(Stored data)
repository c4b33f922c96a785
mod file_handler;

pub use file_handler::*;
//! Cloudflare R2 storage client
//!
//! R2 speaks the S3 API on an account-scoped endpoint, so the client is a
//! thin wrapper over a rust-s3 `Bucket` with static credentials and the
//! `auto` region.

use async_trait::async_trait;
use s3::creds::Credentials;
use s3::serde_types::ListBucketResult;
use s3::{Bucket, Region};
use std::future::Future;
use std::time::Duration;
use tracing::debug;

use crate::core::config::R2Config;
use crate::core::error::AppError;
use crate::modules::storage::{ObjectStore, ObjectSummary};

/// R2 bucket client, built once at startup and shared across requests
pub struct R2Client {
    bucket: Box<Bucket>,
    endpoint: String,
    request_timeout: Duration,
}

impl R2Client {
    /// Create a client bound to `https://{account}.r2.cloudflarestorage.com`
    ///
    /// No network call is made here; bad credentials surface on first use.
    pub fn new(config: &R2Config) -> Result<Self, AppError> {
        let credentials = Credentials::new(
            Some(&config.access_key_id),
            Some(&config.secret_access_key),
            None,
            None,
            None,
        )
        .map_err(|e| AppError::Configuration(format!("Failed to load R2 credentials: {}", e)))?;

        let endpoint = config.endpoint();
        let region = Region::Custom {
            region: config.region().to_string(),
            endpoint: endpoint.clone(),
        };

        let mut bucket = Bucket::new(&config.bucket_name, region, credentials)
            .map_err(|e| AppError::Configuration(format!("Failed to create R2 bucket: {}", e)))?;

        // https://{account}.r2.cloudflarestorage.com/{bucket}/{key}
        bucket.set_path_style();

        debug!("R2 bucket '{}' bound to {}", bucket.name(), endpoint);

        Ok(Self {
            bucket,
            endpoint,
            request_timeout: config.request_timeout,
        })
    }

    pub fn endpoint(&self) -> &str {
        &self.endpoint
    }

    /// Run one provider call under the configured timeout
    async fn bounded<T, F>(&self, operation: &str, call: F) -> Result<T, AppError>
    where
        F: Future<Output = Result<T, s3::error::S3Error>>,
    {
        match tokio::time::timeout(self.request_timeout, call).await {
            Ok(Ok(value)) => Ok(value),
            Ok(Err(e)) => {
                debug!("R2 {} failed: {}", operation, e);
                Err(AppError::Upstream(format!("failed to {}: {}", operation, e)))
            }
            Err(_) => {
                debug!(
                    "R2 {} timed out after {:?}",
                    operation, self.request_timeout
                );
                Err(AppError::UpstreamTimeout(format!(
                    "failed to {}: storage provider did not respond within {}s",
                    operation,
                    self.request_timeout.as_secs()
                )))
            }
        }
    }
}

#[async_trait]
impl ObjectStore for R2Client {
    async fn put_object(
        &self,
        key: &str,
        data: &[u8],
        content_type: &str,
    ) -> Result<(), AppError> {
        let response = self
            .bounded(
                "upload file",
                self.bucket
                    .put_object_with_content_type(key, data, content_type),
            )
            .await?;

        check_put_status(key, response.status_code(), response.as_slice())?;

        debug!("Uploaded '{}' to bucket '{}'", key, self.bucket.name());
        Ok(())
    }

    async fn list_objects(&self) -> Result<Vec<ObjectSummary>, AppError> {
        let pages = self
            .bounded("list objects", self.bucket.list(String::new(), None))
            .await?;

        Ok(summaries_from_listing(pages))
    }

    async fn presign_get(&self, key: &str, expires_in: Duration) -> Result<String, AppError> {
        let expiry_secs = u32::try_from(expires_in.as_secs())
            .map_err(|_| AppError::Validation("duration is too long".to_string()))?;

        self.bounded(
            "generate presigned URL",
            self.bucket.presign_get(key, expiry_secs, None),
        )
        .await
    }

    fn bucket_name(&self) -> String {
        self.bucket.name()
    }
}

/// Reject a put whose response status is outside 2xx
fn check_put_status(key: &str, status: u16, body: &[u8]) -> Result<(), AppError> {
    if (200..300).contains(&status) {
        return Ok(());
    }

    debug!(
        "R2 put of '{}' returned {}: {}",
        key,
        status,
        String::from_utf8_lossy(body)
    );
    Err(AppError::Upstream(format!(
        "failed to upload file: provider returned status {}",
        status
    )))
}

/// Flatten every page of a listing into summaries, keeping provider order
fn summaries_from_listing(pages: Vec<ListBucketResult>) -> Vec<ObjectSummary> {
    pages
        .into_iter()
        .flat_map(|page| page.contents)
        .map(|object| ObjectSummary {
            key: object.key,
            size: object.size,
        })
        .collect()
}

---

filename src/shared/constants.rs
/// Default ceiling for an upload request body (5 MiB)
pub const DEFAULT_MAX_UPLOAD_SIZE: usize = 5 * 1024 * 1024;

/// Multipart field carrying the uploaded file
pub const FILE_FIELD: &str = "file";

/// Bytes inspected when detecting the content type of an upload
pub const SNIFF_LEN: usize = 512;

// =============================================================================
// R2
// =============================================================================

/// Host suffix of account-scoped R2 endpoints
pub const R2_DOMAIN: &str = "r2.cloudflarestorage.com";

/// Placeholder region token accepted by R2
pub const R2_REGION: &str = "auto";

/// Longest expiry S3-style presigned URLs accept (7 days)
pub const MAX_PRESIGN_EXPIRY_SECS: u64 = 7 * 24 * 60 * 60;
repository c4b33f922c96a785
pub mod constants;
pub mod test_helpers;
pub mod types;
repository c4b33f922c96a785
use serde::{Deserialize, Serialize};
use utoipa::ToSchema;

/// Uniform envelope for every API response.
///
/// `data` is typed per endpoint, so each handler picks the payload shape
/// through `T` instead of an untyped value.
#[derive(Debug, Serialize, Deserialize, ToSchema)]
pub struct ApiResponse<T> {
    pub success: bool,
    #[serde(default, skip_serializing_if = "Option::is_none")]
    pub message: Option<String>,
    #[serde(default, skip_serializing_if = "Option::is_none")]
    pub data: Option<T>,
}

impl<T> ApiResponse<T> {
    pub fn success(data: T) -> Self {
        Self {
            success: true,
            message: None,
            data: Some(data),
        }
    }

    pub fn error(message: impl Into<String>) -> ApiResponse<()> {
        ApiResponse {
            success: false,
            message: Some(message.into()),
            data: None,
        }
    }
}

# [To do]
Tally the lines of the data that hold the string "provider". Answer with the number and nothing more.

# [Response to the task]
4